7. Error handling costs that accumulate in hot paths

Box<dyn Error> requires a heap allocation for every error instance. In high-frequency error paths (parsing invalid data, validation), this adds measurable latency. anyhow::Error also heap-allocates (though it uses a narrow pointer — 8 bytes vs Box<dyn Error>'s 16 bytes).

Detection: Flag Box<dyn Error> and anyhow::Error in function signatures identified as hot paths. Flag format!() inside Err() constructors — each creates a heap-allocated String. Suggest thiserror-derived concrete enum types, which have zero runtime overhead (stack-allocated, no heap allocation).
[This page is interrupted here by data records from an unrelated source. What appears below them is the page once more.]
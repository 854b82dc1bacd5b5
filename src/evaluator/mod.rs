//! Resolves graph nodes into expression strings.
//!
//! A [`Resolver`] lives for exactly one generation pass. It keeps its memo in
//! its own map keyed by [`NodeId`] instead of on the nodes, so a new pass
//! always starts from a clean slate and the graph itself is never mutated.

use crate::catalog::{Catalog, Category};
use crate::error::CodegenError;
use crate::graph::{Graph, NodeId};
use ahash::AHashMap;
use itertools::Itertools;
use tracing::trace;

/// The outcome of expanding one node.
#[derive(Debug, Clone, PartialEq, Eq)]
pub struct Binding {
    pub node: NodeId,
    /// Name the expression is bound to in the generated code.
    pub target: String,
    pub expression: String,
    pub category: Category,
}

impl Binding {
    /// Whether the generated method needs `<target> = <expression>` for this node.
    pub fn needs_declaration(&self) -> bool {
        self.category.needs_binding()
    }
}

#[derive(Debug, Clone, Copy, PartialEq, Eq)]
enum ResolveState {
    InProgress,
    Resolved(usize),
}

#[derive(Debug, Clone, Copy)]
enum Visit {
    Enter(NodeId),
    Exit(NodeId),
}

pub struct Resolver<'a> {
    graph: &'a Graph,
    catalog: &'a Catalog,
    states: AHashMap<NodeId, ResolveState>,
    bindings: Vec<Binding>,
}

impl<'a> Resolver<'a> {
    pub fn new(graph: &'a Graph, catalog: &'a Catalog) -> Self {
        Self {
            graph,
            catalog,
            states: AHashMap::new(),
            bindings: Vec::new(),
        }
    }

    /// Resolves `id`, expanding it at most once per pass.
    ///
    /// The first call builds and returns the node's expression after resolving
    /// its predecessors in link-commit order. Later calls return the node's
    /// `outVarName`, so shared subgraphs are referenced by name instead of being
    /// expanded again. Re-entering a node that is still being expanded means
    /// the graph has a cycle.
    ///
    /// Expansion runs on an explicit work stack, so graph depth is bounded by
    /// memory rather than the call stack. A failed call leaves no node marked
    /// in progress; resolving it again reports the same error.
    pub fn resolve(&mut self, id: NodeId) -> Result<String, CodegenError> {
        let graph = self.graph;
        let node = graph.node(id).ok_or(CodegenError::NodeNotFound(id))?;
        if let Some(ResolveState::Resolved(_)) = self.states.get(&id) {
            return Ok(node.out_var_name());
        }

        let mut entered = Vec::new();
        if let Err(err) = self.expand(id, &mut entered) {
            for pending in entered {
                if self.states.get(&pending) == Some(&ResolveState::InProgress) {
                    self.states.remove(&pending);
                }
            }
            return Err(err);
        }

        self.binding(id)
            .map(|binding| binding.expression.clone())
            .ok_or(CodegenError::NodeNotFound(id))
    }

    /// Depth-first expansion of `root`. A node is bound on its second visit,
    /// once every predecessor is resolved.
    fn expand(&mut self, root: NodeId, entered: &mut Vec<NodeId>) -> Result<(), CodegenError> {
        let graph = self.graph;
        let mut stack = vec![Visit::Enter(root)];

        while let Some(visit) = stack.pop() {
            let id = match visit {
                Visit::Enter(id) => id,
                Visit::Exit(id) => {
                    self.bind(id)?;
                    continue;
                }
            };

            let node = graph.node(id).ok_or(CodegenError::NodeNotFound(id))?;
            match self.states.get(&id) {
                Some(ResolveState::Resolved(_)) => continue,
                // Everything above this node's exit frame descends from it.
                Some(ResolveState::InProgress) => {
                    return Err(CodegenError::CyclicGraph {
                        node: node.var_name().to_string(),
                    });
                }
                None => {}
            }
            self.states.insert(id, ResolveState::InProgress);
            entered.push(id);

            let predecessors = graph
                .predecessors_in_order(id)
                .map_err(|_| CodegenError::NodeNotFound(id))?;
            stack.push(Visit::Exit(id));
            stack.extend(predecessors.into_iter().rev().map(Visit::Enter));
        }
        Ok(())
    }

    fn bind(&mut self, id: NodeId) -> Result<(), CodegenError> {
        let graph = self.graph;
        let node = graph.node(id).ok_or(CodegenError::NodeNotFound(id))?;

        let predecessors = graph
            .predecessors_in_order(id)
            .map_err(|_| CodegenError::NodeNotFound(id))?;
        let mut names = Vec::with_capacity(predecessors.len());
        for predecessor in predecessors {
            let name = graph
                .node(predecessor)
                .map(|p| p.out_var_name())
                .ok_or(CodegenError::NodeNotFound(predecessor))?;
            names.push(name);
        }
        let args = names.iter().join(", ");

        let catalog = self.catalog;
        let category = catalog.classify(node.node_type()).ok_or_else(|| {
            CodegenError::UnclassifiedNodeType {
                node: node.var_name().to_string(),
                type_name: node.node_type().to_string(),
            }
        })?;
        let expression = category.render(node, &args);
        trace!(node = %node.var_name(), %expression, "resolved node");

        self.states
            .insert(id, ResolveState::Resolved(self.bindings.len()));
        self.bindings.push(Binding {
            node: id,
            target: node.out_var_name(),
            expression,
            category: category.clone(),
        });
        Ok(())
    }

    /// The binding recorded when `id` was expanded, if it has been.
    pub fn binding(&self, id: NodeId) -> Option<&Binding> {
        match self.states.get(&id) {
            Some(ResolveState::Resolved(index)) => self.bindings.get(*index),
            _ => None,
        }
    }

    /// Every expanded node, dependencies before dependents.
    pub fn bindings(&self) -> &[Binding] {
        &self.bindings
    }

    /// Number of nodes expanded so far in this pass.
    pub fn expansions(&self) -> usize {
        self.bindings.len()
    }

    pub fn into_bindings(self) -> Vec<Binding> {
        self.bindings
    }
}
The ? operator itself compiles to a branch + early return that LLVM optimizes well. The real cost is in From conversions — if the From impl involves allocation, each ? can heap-allocate on error.
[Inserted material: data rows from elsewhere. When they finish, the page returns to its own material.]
//! Prelude module for convenient imports
//!
//! Re-exports the types most callers need to build a graph and generate code
//! from it.
//!
//! # Example
//!
//! ```rust,no_run
//! use torchwright::prelude::*;
//!
//! # fn run_example() -> Result<()> {
//! let json = std::fs::read_to_string("path/to/graph.json")?;
//! let graph = Graph::from_json(&json)?;
//! let code = Codegen::builder(&graph).with_class_name("Net").build().generate()?;
//! println!("{}", code);
//! # Ok(())
//! # }
//! ```

// Graph model
pub use crate::graph::{
    Graph, GraphDocument, IntoGraph, Link, LinkId, Node, NodeId, PortDirection, Position,
};

// Generation
pub use crate::catalog::{BoundaryKind, Catalog, Category};
pub use crate::codegen::{Codegen, CodegenBuilder, CodegenOptions, generate};
pub use crate::evaluator::{Binding, Resolver};

// Syntax tree
pub use crate::ast::{AstNode, PythonPrinter, factory};

// Error types
pub use crate::error::{AstError, CodegenError, DocumentError, GraphError, PortFault};

// Result type alias for convenience
pub type Result<T> = std::result::Result<T, Box<dyn std::error::Error>>;
use super::NodeId;
use serde::{Deserialize, Serialize};
use std::fmt;

/// Stable handle to a link. Ids grow monotonically, so sorting by id gives
/// commit order.
#[derive(Debug, Clone, Copy, PartialEq, Eq, Hash, PartialOrd, Ord, Serialize, Deserialize)]
pub struct LinkId(pub(super) u32);

impl fmt::Display for LinkId {
    fn fmt(&self, f: &mut fmt::Formatter<'_>) -> fmt::Result {
        write!(f, "L{}", self.0)
    }
}

/// Which side of a node a port sits on.
#[derive(Debug, Clone, Copy, PartialEq, Eq, Hash, Serialize, Deserialize)]
pub enum PortDirection {
    Input,
    Output,
}

impl fmt::Display for PortDirection {
    fn fmt(&self, f: &mut fmt::Formatter<'_>) -> fmt::Result {
        match self {
            PortDirection::Input => write!(f, "Input"),
            PortDirection::Output => write!(f, "Output"),
        }
    }
}

/// One endpoint of a link: a node plus a port index on it.
#[derive(Debug, Clone, Copy, PartialEq, Eq, Hash)]
pub struct Port {
    pub node: NodeId,
    pub index: u32,
}

/// A directed connection from an output port to an input port.
#[derive(Debug, Clone, Copy, PartialEq, Eq)]
pub struct Link {
    pub(super) id: LinkId,
    pub(super) source: Port,
    pub(super) target: Port,
}

impl Link {
    pub fn id(&self) -> LinkId {
        self.id
    }

    pub fn source(&self) -> Port {
        self.source
    }

    pub fn target(&self) -> Port {
        self.target
    }

    /// The endpoint sitting on the given side: the source for `Output`,
    /// the target for `Input`.
    pub fn endpoint(&self, direction: PortDirection) -> Port {
        match direction {
            PortDirection::Output => self.source,
            PortDirection::Input => self.target,
        }
    }
}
8. I/O patterns that multiply syscall overhead

Synchronous file I/O in async contexts

File I/O on Linux is always blocking — even O_NONBLOCK doesn't help for files. Using std::fs in async code blocks the entire worker thread. If all workers block, the runtime freezes completely — no timers, no network I/O, no progress.

Detection: Flag any std::fs::* call inside async fn or async blocks. Flag std::io::Read/Write on std::fs::File in async contexts.

Missing vectored I/O (writev)

Sequential write_all(&header); write_all(&body); write_all(&trailer); makes three syscalls instead of one. Each involves a user-kernel context switch. Using write_vectored with IoSlice sends all buffers in a single writev() syscall — atomic and efficient.

Detection: Flag sequential write()/write_all() calls on the same writer. Suggest write_vectored. Note: hyper found that vectored writes can hurt performance with TLS implementations — verify with is_write_vectored().

io_uring for high-throughput Linux services

Traditional epoll requires one syscall per I/O operation and cannot do truly async file I/O. io_uring batches submissions via shared-memory ring buffers, can eliminate syscalls entirely in SQPOLL mode, and supports true async file I/O. ByteDance's Monoio outperforms tokio by 26% in RPC benchmarks with better linear scaling.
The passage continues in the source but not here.